The MINISTER OF JUSTICE. The British parliament can undoubtedly amend the Act at any time. As to whether they would or could constitutionally exercise the right is another question; it is extremely doubtful. I am replying simply to an abstract legal question. If the parliament that has power to pass an Act continues to exist, it must necessarily have power to amend or repeal it. That is an elementary principle in constitutional law. And as the result of the subsequent action of the imperial parliament, section 51 was amended so as to make the first clause read 'seven ' provinces instead of four. That, I submit respectfully, concludes the matter, because if the representation of the seven provinces is to be readjusted, it must be readjusted by the parliament of Canada.

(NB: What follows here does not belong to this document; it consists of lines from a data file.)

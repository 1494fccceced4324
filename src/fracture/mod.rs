//! Brittle fracture: Delaunay re-triangulation of polygon outlines and random asteroid outlines.

pub mod generator;
pub mod shatter;
pub mod triangulation;

pub use generator::random_outline;
pub use shatter::{fragment_outline, shatter_blueprints, Fragment};
pub use triangulation::{bowyer_watson, Triangle};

What is the parliament of Canada? It is the parliament which has control over the seven provinces to be readjusted, and in which those provinces are represented? Canada must of necessity mean the whole of the provinces as they exist at the time. What is the result? The result is that, section 51 being applicable, you have, when you proceed to readjust your provices, to be governed by it. The province of Quebec shall have a fixed number of 65 members. That province is of course out of court, but it is the pivotal province. It is by the population of Quebec that the whole redistribution of the country is to be settled.
Subsection 2 of section 51 provides:
There shall be assigned to each of the other provinces such a. number of members as will bear the same proportion to the number of its population (ascertained at such census) as the number 65 bears to the number of the population of Quebec (so ascertained).

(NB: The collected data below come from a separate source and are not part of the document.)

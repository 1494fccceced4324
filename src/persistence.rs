//! Line-oriented body records.
//!
//! A file starts with the record count. Each record is one field per line:
//! type tag, name, position `x,y`, mass, static flag `T`/`F`, collision flag
//! `T`/`F`, velocity `x,y`, age, angle in degrees and angular velocity,
//! followed by a per-kind trailer:
//!
//! * `Star`: radius
//! * `Planet`: radius, population, orbited star name
//! * `Moon`: radius, orbited planet name
//! * `Asteroid`: local vertices flattened as `x1,y1,x2,y2,...`
//!
//! An empty orbit line means the body orbits nothing.

use std::{fmt, fs, path::Path, str::FromStr};

use glam::DVec2;
use log::{debug, info};
use thiserror::Error;

use crate::{
    core::{
        body::{BodyError, BodyKind},
        factory::{BodyBlueprint, BodyParams, ShapeSpec},
    },
    world::PhysicsWorld,
};

/// One persisted body; the same shape the factory consumes.
pub type BodyRecord = BodyBlueprint;

#[derive(Debug, Error)]
pub enum PersistenceError {
    #[error("i/o error: {0}")]
    Io(#[from] std::io::Error),
    #[error("line {line}: unexpected end of input, expected {expected}")]
    UnexpectedEof { line: usize, expected: &'static str },
    #[error("line {line}: invalid number {value:?}")]
    InvalidNumber { line: usize, value: String },
    #[error("line {line}: invalid flag {value:?}, expected T or F")]
    InvalidFlag { line: usize, value: String },
    #[error("line {line}: invalid vector {value:?}, expected x,y")]
    InvalidVector { line: usize, value: String },
    #[error("line {line}: unknown body type {value:?}")]
    UnknownBodyType { line: usize, value: String },
    #[error("line {line}: vertex list needs an even number of coordinates, got {count}")]
    InvalidVertexList { line: usize, count: usize },
    #[error("invalid body: {0}")]
    InvalidBody(#[from] BodyError),
}

struct LineReader<'a> {
    lines: std::str::Lines<'a>,
    line: usize,
}

impl<'a> LineReader<'a> {
    fn new(input: &'a str) -> Self {
        Self {
            lines: input.lines(),
            line: 0,
        }
    }

    fn next(&mut self, expected: &'static str) -> Result<&'a str, PersistenceError> {
        self.line += 1;
        self.lines.next().ok_or(PersistenceError::UnexpectedEof {
            line: self.line,
            expected,
        })
    }

    fn parse<T: FromStr>(line: usize, raw: &str) -> Result<T, PersistenceError> {
        raw.trim()
            .parse()
            .map_err(|_| PersistenceError::InvalidNumber {
                line,
                value: raw.to_string(),
            })
    }

    fn number<T: FromStr>(&mut self, expected: &'static str) -> Result<T, PersistenceError> {
        let raw = self.next(expected)?;
        Self::parse(self.line, raw)
    }

    fn flag(&mut self, expected: &'static str) -> Result<bool, PersistenceError> {
        match self.next(expected)?.trim() {
            "T" => Ok(true),
            "F" => Ok(false),
            other => Err(PersistenceError::InvalidFlag {
                line: self.line,
                value: other.to_string(),
            }),
        }
    }

    fn vector(&mut self, expected: &'static str) -> Result<DVec2, PersistenceError> {
        let raw = self.next(expected)?;
        let mut parts = raw.split(',');
        match (parts.next(), parts.next(), parts.next()) {
            (Some(x), Some(y), None) => Ok(DVec2::new(
                Self::parse(self.line, x)?,
                Self::parse(self.line, y)?,
            )),
            _ => Err(PersistenceError::InvalidVector {
                line: self.line,
                value: raw.to_string(),
            }),
        }
    }

    fn vertices(&mut self) -> Result<Vec<DVec2>, PersistenceError> {
        let raw = self.next("vertex list")?;
        let coords = raw
            .split(',')
            .map(|part| Self::parse::<f64>(self.line, part))
            .collect::<Result<Vec<_>, _>>()?;
        if coords.len() % 2 != 0 {
            return Err(PersistenceError::InvalidVertexList {
                line: self.line,
                count: coords.len(),
            });
        }
        Ok(coords
            .chunks_exact(2)
            .map(|pair| DVec2::new(pair[0], pair[1]))
            .collect())
    }

    fn optional_name(&mut self, expected: &'static str) -> Result<Option<String>, PersistenceError> {
        let raw = self.next(expected)?.trim();
        Ok((!raw.is_empty()).then(|| raw.to_string()))
    }
}

fn parse_record(reader: &mut LineReader<'_>) -> Result<BodyRecord, PersistenceError> {
    let tag = reader.next("body type")?.trim();
    let tag_line = reader.line;
    if !matches!(tag, "Star" | "Planet" | "Moon" | "Asteroid") {
        return Err(PersistenceError::UnknownBodyType {
            line: tag_line,
            value: tag.to_string(),
        });
    }

    let params = BodyParams {
        name: reader.optional_name("name")?,
        position: reader.vector("position")?,
        mass: reader.number("mass")?,
        is_static: reader.flag("static flag")?,
        resolve_collisions: reader.flag("collision flag")?,
        velocity: reader.vector("velocity")?,
        age: reader.number("age")?,
        angle: reader.number("angle")?,
        angular_velocity: reader.number("angular velocity")?,
        material: None,
    };

    let record = match tag {
        "Star" => BodyBlueprint::star(reader.number("radius")?, params),
        "Planet" => {
            let radius = reader.number("radius")?;
            let population = reader.number("population")?;
            let orbit = reader.optional_name("orbited star")?;
            BodyBlueprint::planet(radius, population, orbit, params)
        }
        "Moon" => {
            let radius = reader.number("radius")?;
            let orbit = reader.optional_name("orbited planet")?;
            BodyBlueprint::moon(radius, orbit, params)
        }
        _ => BodyBlueprint::asteroid(reader.vertices()?, params),
    };
    Ok(record)
}

/// Parses a whole document. Any malformed field fails the entire parse.
pub fn parse_records(input: &str) -> Result<Vec<BodyRecord>, PersistenceError> {
    let mut reader = LineReader::new(input);
    let count: usize = reader.number("record count")?;
    (0..count).map(|_| parse_record(&mut reader)).collect()
}

fn flag(value: bool) -> &'static str {
    if value {
        "T"
    } else {
        "F"
    }
}

fn circle_radius(shape: &ShapeSpec) -> f64 {
    match shape {
        ShapeSpec::Circle { radius } => *radius,
        ShapeSpec::Polygon { vertices } => vertices
            .iter()
            .map(|v| v.length())
            .fold(0.0, f64::max),
    }
}

/// Display adapter that renders records in the format [`parse_records`] reads.
pub struct RecordDocument<'a>(pub &'a [BodyRecord]);

impl fmt::Display for RecordDocument<'_> {
    fn fmt(&self, out: &mut fmt::Formatter<'_>) -> fmt::Result {
        writeln!(out, "{}", self.0.len())?;
        for record in self.0 {
            write_record(out, record)?;
        }
        Ok(())
    }
}

fn write_record(out: &mut fmt::Formatter<'_>, record: &BodyRecord) -> fmt::Result {
    let p = &record.params;
    writeln!(out, "{}", record.kind.tag())?;
    writeln!(out, "{}", p.name.as_deref().unwrap_or_default())?;
    writeln!(out, "{},{}", p.position.x, p.position.y)?;
    writeln!(out, "{}", p.mass)?;
    writeln!(out, "{}", flag(p.is_static))?;
    writeln!(out, "{}", flag(p.resolve_collisions))?;
    writeln!(out, "{},{}", p.velocity.x, p.velocity.y)?;
    writeln!(out, "{}", p.age)?;
    writeln!(out, "{}", p.angle)?;
    writeln!(out, "{}", p.angular_velocity)?;

    match &record.kind {
        BodyKind::Star => writeln!(out, "{}", circle_radius(&record.shape)),
        BodyKind::Planet { population, orbit } => {
            writeln!(out, "{}", circle_radius(&record.shape))?;
            writeln!(out, "{population}")?;
            writeln!(out, "{}", orbit.as_deref().unwrap_or_default())
        }
        BodyKind::Moon { orbit } => {
            writeln!(out, "{}", circle_radius(&record.shape))?;
            writeln!(out, "{}", orbit.as_deref().unwrap_or_default())
        }
        BodyKind::Asteroid => {
            let coords: Vec<String> = match &record.shape {
                ShapeSpec::Polygon { vertices } => vertices
                    .iter()
                    .flat_map(|v| [v.x.to_string(), v.y.to_string()])
                    .collect(),
                ShapeSpec::Circle { .. } => Vec::new(),
            };
            writeln!(out, "{}", coords.join(","))
        }
    }
}

/// Serialises records in the format [`parse_records`] reads.
pub fn write_records(records: &[BodyRecord]) -> String {
    RecordDocument(records).to_string()
}

impl PhysicsWorld {
    /// Replaces the population with the records in `input`.
    ///
    /// Everything is parsed and validated before the world is touched.
    pub fn load_from_str(&mut self, input: &str) -> Result<usize, PersistenceError> {
        let records = parse_records(input)?;
        let ids = self.replace_bodies(records)?;
        debug!("loaded {} bodies", ids.len());
        Ok(ids.len())
    }

    /// Live bodies in slot order.
    pub fn save_to_string(&self) -> String {
        let records: Vec<BodyRecord> = self
            .bodies()
            .values()
            .filter(|body| !body.is_destroyed())
            .map(BodyBlueprint::from_body)
            .collect();
        write_records(&records)
    }

    pub fn load_file(&mut self, path: impl AsRef<Path>) -> Result<usize, PersistenceError> {
        let path = path.as_ref();
        let input = fs::read_to_string(path)?;
        let count = self.load_from_str(&input)?;
        info!("loaded {count} bodies from {}", path.display());
        Ok(count)
    }

    /// Writes the live population, replacing any existing file.
    pub fn save_file(&self, path: impl AsRef<Path>) -> Result<(), PersistenceError> {
        let path = path.as_ref();
        fs::write(path, self.save_to_string())?;
        info!("saved {} bodies to {}", self.len(), path.display());
        Ok(())
    }
}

What is the result? The unit of representation is 25,367 and a fraction, Ontario having a population of 1,648,898, the population of the Dominion being 2,182,947, the representation of Quebec being 65. The Act works automatically. It is a mere question of proportion—as 1,648,898, the population, of Ontario, is to 2,182,947, so is 65 to x. The result is 86-05, and we find that readjusted, the represention would be in this House:
Ontario.. .. .. .. .. .. .. .. .. .. .. 86
Quebec.. .. .. .. .. .. .. .. .. . 65
Nova Scotia .. .. .. .. .. .. .. .. .. 18
New Brunswick.. .. .. .. .. .. .. .. 13
Manitoba .. .. .. .. .. .. .. .. .. .. 10
British Columbia .. .. .. .. .. .. .. 7
Prince Edward Island.. .. .. .. .. .. 4
The question naturally arises, how do you justify the decrease in the representation of the provinces of Ontario, Nova Scotia, New Brunswick and Prince Edward Island. I may say at once that with respect to Prince Edward Island, there is no necessity for any argument, because whatever view you take, whether or not you construe the term ' Canada' in subsection 4 of section 51 to include only the four original provinces or to mean Canada as it is to-day, the island is, in either case, out of court. But with respect to the provinces of Ontario, Nova Scotia and New Brunswick, if you construe the term 'Canada' to mean only the four original provinces, then their representation would not be reduced, but if you take it to cover all the provinces then their representation will be reduced to the figures I have given. The only question to be determined therefore is What is the meaning of the word 'Canada ' in that subsection 4. I say it must of necessity mean Canada as it is at present and not merely the four original provinces. I shall not attempt to argue that question out now, because it seems to me that it would be to some extent unseemly that I should present here a legal argument which should be more properly submitted to the Supreme Court. I wish merely to state the position I take. But I should state to the House that this question is, of course, one that the House is free to discuss—I am not arguing that the House is not free; it is a matter of taste. But I say that this question is one to which I have given considerable thought. At the same time, as I had occasion to say once or twice before, I am not absolutely infallible; and I thought it was proper for me to get the opinion of some outside counsel on the question, and I did do so. I thought I could not do better than get the opinion of so eminent an authority as Mr. Christopher Robinson, who entirely agrees with the views I take. He says:
In my opinion, ' Canada.' in section 51, subsection 4: means Canada as now constituted.
And he goes on to say:
I do not agree with what I understand to be the contention of Nova Scotia. and New Brunswick that for the purposes of readjustment it means only the four original provinces.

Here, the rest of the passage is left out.